▶ _Task brief_:
Every line that contains the word "StatementKind" should be copied from the records below.

----

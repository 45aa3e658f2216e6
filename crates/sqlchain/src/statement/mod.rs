//! Fluent SQL statement builder.
//!
//! A [`StatementBuilder`] accumulates chained calls into a single statement.
//! Nothing is executed here; see [`crate::ExecutingStatement`] for that.
//!
//! # Example
//!
//! ```ignore
//! use sqlchain::condition::{eq, gt};
//! use sqlchain::StatementBuilder;
//!
//! let mut stmt = StatementBuilder::new();
//! stmt.select(["id", "email"])?
//!     .from("users")?
//!     .join("orders", [("id", "user_id")])?
//!     .and_where([("users.status", eq("active"))])?
//!     .and_where([("orders.total", gt(100))])?;
//!
//! assert_eq!(
//!     stmt.build()?,
//!     "SELECT id, email FROM users INNER JOIN orders ON users.id = orders.user_id \
//!      WHERE users.status = 'active' AND orders.total > 100"
//! );
//! ```

mod builder;


use std::fmt;

pub use builder::StatementBuilder;

/// Start a new, empty statement.
pub fn statement() -> StatementBuilder {
    StatementBuilder::new()
}

/// The DDL/DML category that decides how a statement is assembled.
#[derive(Debug, Clone, Copy, PartialEq, Eq)]
pub enum StatementKind {
    Select,
    Create,
    Insert,
    Drop,
    Delete,
}

impl StatementKind {
    pub fn as_str(self) -> &'static str {
        match self {
            StatementKind::Select => "SELECT",
            StatementKind::Create => "CREATE",
            StatementKind::Insert => "INSERT",
            StatementKind::Drop => "DROP",
            StatementKind::Delete => "DELETE",
        }
    }
}

impl fmt::Display for StatementKind {
    fn fmt(&self, f: &mut fmt::Formatter<'_>) -> fmt::Result {
        f.write_str(self.as_str())
    }
}

/// Lifecycle of a builder.
#[derive(Debug, Clone, Copy, PartialEq, Eq, Default)]
pub enum BuilderState {
    /// Nothing has been started yet.
    #[default]
    Empty,
    /// A statement has been started and modifiers may be applied.
    Assembling,
    /// `build()` has been called. Further mutation is possible but logged.
    Finalized,
}

/// Join flavour.
#[derive(Debug, Clone, Copy, PartialEq, Eq)]
pub enum JoinKind {
    Inner,
    Left,
    Right,
    /// Rendered as `FULL OUTER JOIN`, the keyword order PostgreSQL accepts.
    Outer,
}

impl JoinKind {
    pub fn keyword(self) -> &'static str {
        match self {
            JoinKind::Inner => "INNER JOIN",
            JoinKind::Left => "LEFT JOIN",
            JoinKind::Right => "RIGHT JOIN",
            JoinKind::Outer => "FULL OUTER JOIN",
        }
    }
}

/// Trailing behaviour of a `DROP TABLE` statement.
#[derive(Debug, Clone, Copy, PartialEq, Eq)]
pub enum DropBehavior {
    Restrict,
    Cascade,
}

impl DropBehavior {
    pub fn keyword(self) -> &'static str {
        match self {
            DropBehavior::Restrict => "RESTRICT",
            DropBehavior::Cascade => "CASCADE",
        }
    }
}
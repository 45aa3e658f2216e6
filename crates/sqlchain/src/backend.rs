//! Backend capability: the single seam between statement text and a database.
//!
//! Anything that can take finalized statement text and hand back rows can back
//! an [`ExecutingStatement`](crate::ExecutingStatement). Pooling, locking and
//! transport are the implementor's business.

use std::future::Future;
use tokio_postgres::Row;

/// Executes finalized statement text.
pub trait Backend: Send + Sync {
    /// Row type produced by this backend.
    type Row: Send;
    /// Failure reported by this backend.
    type Error: std::error::Error + Send + Sync + 'static;

    /// Execute `statement` and return every row it produced.
    ///
    /// Called exactly once per [`ExecutingStatement::run`](crate::ExecutingStatement::run).
    fn execute(
        &self,
        statement: &str,
    ) -> impl Future<Output = Result<Vec<Self::Row>, Self::Error>> + Send;
}

impl Backend for tokio_postgres::Client {
    type Row = Row;
    type Error = tokio_postgres::Error;

    async fn execute(&self, statement: &str) -> Result<Vec<Row>, tokio_postgres::Error> {
        self.query(statement, &[]).await
    }
}

impl<B: Backend + ?Sized> Backend for std::sync::Arc<B> {
    type Row = B::Row;
    type Error = B::Error;

    fn execute(
        &self,
        statement: &str,
    ) -> impl Future<Output = Result<Vec<Self::Row>, Self::Error>> + Send {
        (**self).execute(statement)
    }
}

#[cfg(feature = "pool")]
pub use pooled::PoolBackendError;

#[cfg(feature = "pool")]
mod pooled {
    use super::Backend;
    use deadpool_postgres::{Pool, PoolError};
    use thiserror::Error;
    use tokio_postgres::Row;

    /// Failure of a pooled execution: either no connection or a failed query.
    #[derive(Debug, Error)]
    pub enum PoolBackendError {
        #[error("could not check out a connection: {0}")]
        Checkout(#[from] PoolError),

        #[error(transparent)]
        Query(#[from] tokio_postgres::Error),
    }

    impl Backend for Pool {
        type Row = Row;
        type Error = PoolBackendError;

        async fn execute(&self, statement: &str) -> Result<Vec<Row>, PoolBackendError> {
            let client = self.get().await?;
            Ok(client.query(statement, &[]).await?)
        }
    }
}
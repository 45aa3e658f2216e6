//! `tracing` output for executed statements.

use crate::statement::StatementKind;
use tracing::Level;

/// Controls how [`ExecutingStatement::run`](crate::ExecutingStatement::run) reports
/// the SQL it sends to the backend.
///
/// Events are emitted on the `sqlchain.sql` target before the backend call;
/// failures are reported at WARN regardless of `level`.
#[derive(Debug, Clone)]
pub struct StatementLog {
    /// Tracing event level to emit at.
    pub level: Level,
    /// Truncate long SQL strings (in bytes, on a char boundary). `None` means no truncation.
    pub max_sql_length: Option<usize>,
}

impl Default for StatementLog {
    fn default() -> Self {
        Self {
            level: Level::DEBUG,
            max_sql_length: Some(200),
        }
    }
}

impl StatementLog {
    pub fn new() -> Self {
        Self::default()
    }

    pub fn level(mut self, level: Level) -> Self {
        self.level = level;
        self
    }

    pub fn max_sql_length(mut self, len: usize) -> Self {
        self.max_sql_length = Some(len);
        self
    }

    pub fn no_truncate(mut self) -> Self {
        self.max_sql_length = None;
        self
    }

    pub(crate) fn display_sql(&self, sql: &str) -> String {
        match self.max_sql_length {
            Some(max) if sql.len() > max => format!("{}...", truncate_at_boundary(sql, max)),
            _ => sql.to_string(),
        }
    }

    pub(crate) fn executing(&self, kind: Option<StatementKind>, sql: &str) {
        macro_rules! emit_at_level {
            ($level:expr, $($field:tt)*) => {
                match $level {
                    Level::ERROR => tracing::error!($($field)*),
                    Level::WARN  => tracing::warn!($($field)*),
                    Level::INFO  => tracing::info!($($field)*),
                    Level::DEBUG => tracing::debug!($($field)*),
                    Level::TRACE => tracing::trace!($($field)*),
                }
            };
        }

        let sql = self.display_sql(sql);
        emit_at_level!(
            self.level,
            target: "sqlchain.sql",
            kind = ?kind,
            sql = %sql,
            "executing statement"
        );
    }

    pub(crate) fn failed(&self, kind: Option<StatementKind>, sql: &str, error: &dyn std::error::Error) {
        tracing::warn!(
            target: "sqlchain.sql",
            kind = ?kind,
            sql = %self.display_sql(sql),
            error = %error,
            "statement failed"
        );
    }
}

fn truncate_at_boundary(sql: &str, max_bytes: usize) -> &str {
    if sql.len() <= max_bytes {
        return sql;
    }
    let mut end = max_bytes;
    while end > 0 && !sql.is_char_boundary(end) {
        end -= 1;
    }
    &sql[..end]
}
//! # temp-mail Client
//! Asynchronous wrapper around the temp-mail.org disposable email JSON API. It provides
//! simple methods to generate addresses, list domains, and read or delete the messages
//! sent to those addresses, using [`Client`] and [`ClientBuilder`].
//!
//! ## Audience and uses
//! For Rust developers who need throwaway addresses in integration tests, demos, or
//! automation scripts without running mail infrastructure. Configure with
//! [`ClientBuilder`], generate an address, poll for messages, then delete them when done.
//!
//! ## Runtime requirements
//! Async-only. Run it inside a Tokio (v1) runtime. HTTP calls use `reqwest`, and request
//! logging goes through `tracing` (install a subscriber to see it).
//!
//! ## Out of scope
//! This is not a general-purpose mail client, an SMTP sender, or a durable mailbox. It
//! only proxies the temp-mail.org service, and message payloads are returned as
//! untyped [`serde_json::Value`]s exactly as the service sends them.
//!
//! ## Errors
//! Empty arguments become [`Error::InvalidArgument`] before any request is sent.
//! Non-2xx statuses become [`Error::Status`]. Transport failures become
//! [`Error::Network`], and bodies that are not valid JSON become [`Error::Parse`].
//!
//! ## Example
//! ```no_run
//! use tempmail_client::Client;
//!
//! #[tokio::main]
//! async fn main() -> Result<(), tempmail_client::Error> {
//!     let client = Client::new()?;
//!     let email = client.generate_email().await?;
//!     println!("Generated: {}", email);
//!
//!     let messages = client.get_messages(&email).await?;
//!     if let Some(list) = messages.as_array() {
//!         for msg in list {
//!             println!("From: {}, Subject: {}", msg["mail_from"], msg["mail_subject"]);
//!         }
//!     }
//!     Ok(())
//! }
//! ```

mod client;
mod error;
mod mailbox;

pub use client::{Client, ClientBuilder, DEFAULT_BASE_URL};
pub use error::Error;
pub use mailbox::{DEFAULT_LOCAL_PART_LEN, mailbox_id, random_address};

/// Result type alias for temp-mail operations.
///
/// This is equivalent to `std::result::Result<T, Error>`.
pub type Result<T> = std::result::Result<T, Error>;
//! Error types for the temp-mail client.

use thiserror::Error;

/// Errors that can occur during temp-mail operations.
#[derive(Error, Debug)]
pub enum Error {
    /// A required argument (email address or message id) was empty.
    ///
    /// Raised before any request is sent.
    #[error("missing {name}")]
    InvalidArgument {
        /// Name of the offending argument.
        name: &'static str,
    },

    /// The domain list used to build an address was empty.
    #[error("No domains available")]
    NoDomains,

    /// The configured base URL could not be used as an API root.
    #[error("invalid base URL `{url}`: {reason}")]
    InvalidBaseUrl {
        /// The rejected URL.
        url: String,
        /// Why it was rejected.
        reason: String,
    },

    /// The service answered with a non-2xx status.
    #[error("Request failed: {status} ({url})")]
    Status {
        /// Numeric HTTP status code.
        status: u16,
        /// The URL that was requested.
        url: String,
    },

    /// Transport-level failure (DNS, connect, TLS, timeout, truncated body).
    #[error("HTTP request failed: {0}")]
    Network(#[from] reqwest::Error),

    /// The response body was not valid JSON for the expected type.
    #[error("JSON parsing error: {0}")]
    Parse(#[from] serde_json::Error),
}

impl Error {
    /// HTTP status carried by [`Error::Status`], if any.
    pub fn status(&self) -> Option<u16> {
        match self {
            Error::Status { status, .. } => Some(*status),
            _ => None,
        }
    }

    /// Whether the error was caused by caller input rather than the network or server.
    pub fn is_invalid_argument(&self) -> bool {
        matches!(self, Error::InvalidArgument { .. } | Error::NoDomains)
    }
}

----

▶ _Written response_:
pub enum StatementKind {
impl StatementKind {
            StatementKind::Select => "SELECT",
            StatementKind::Create => "CREATE",
            StatementKind::Insert => "INSERT",
            StatementKind::Drop => "DROP",
            StatementKind::Delete => "DELETE",
impl fmt::Display for StatementKind {
use crate::statement::StatementKind;
    pub(crate) fn executing(&self, kind: Option<StatementKind>, sql: &str) {
    pub(crate) fn failed(&self, kind: Option<StatementKind>, sql: &str, error: &dyn std::error::Error) {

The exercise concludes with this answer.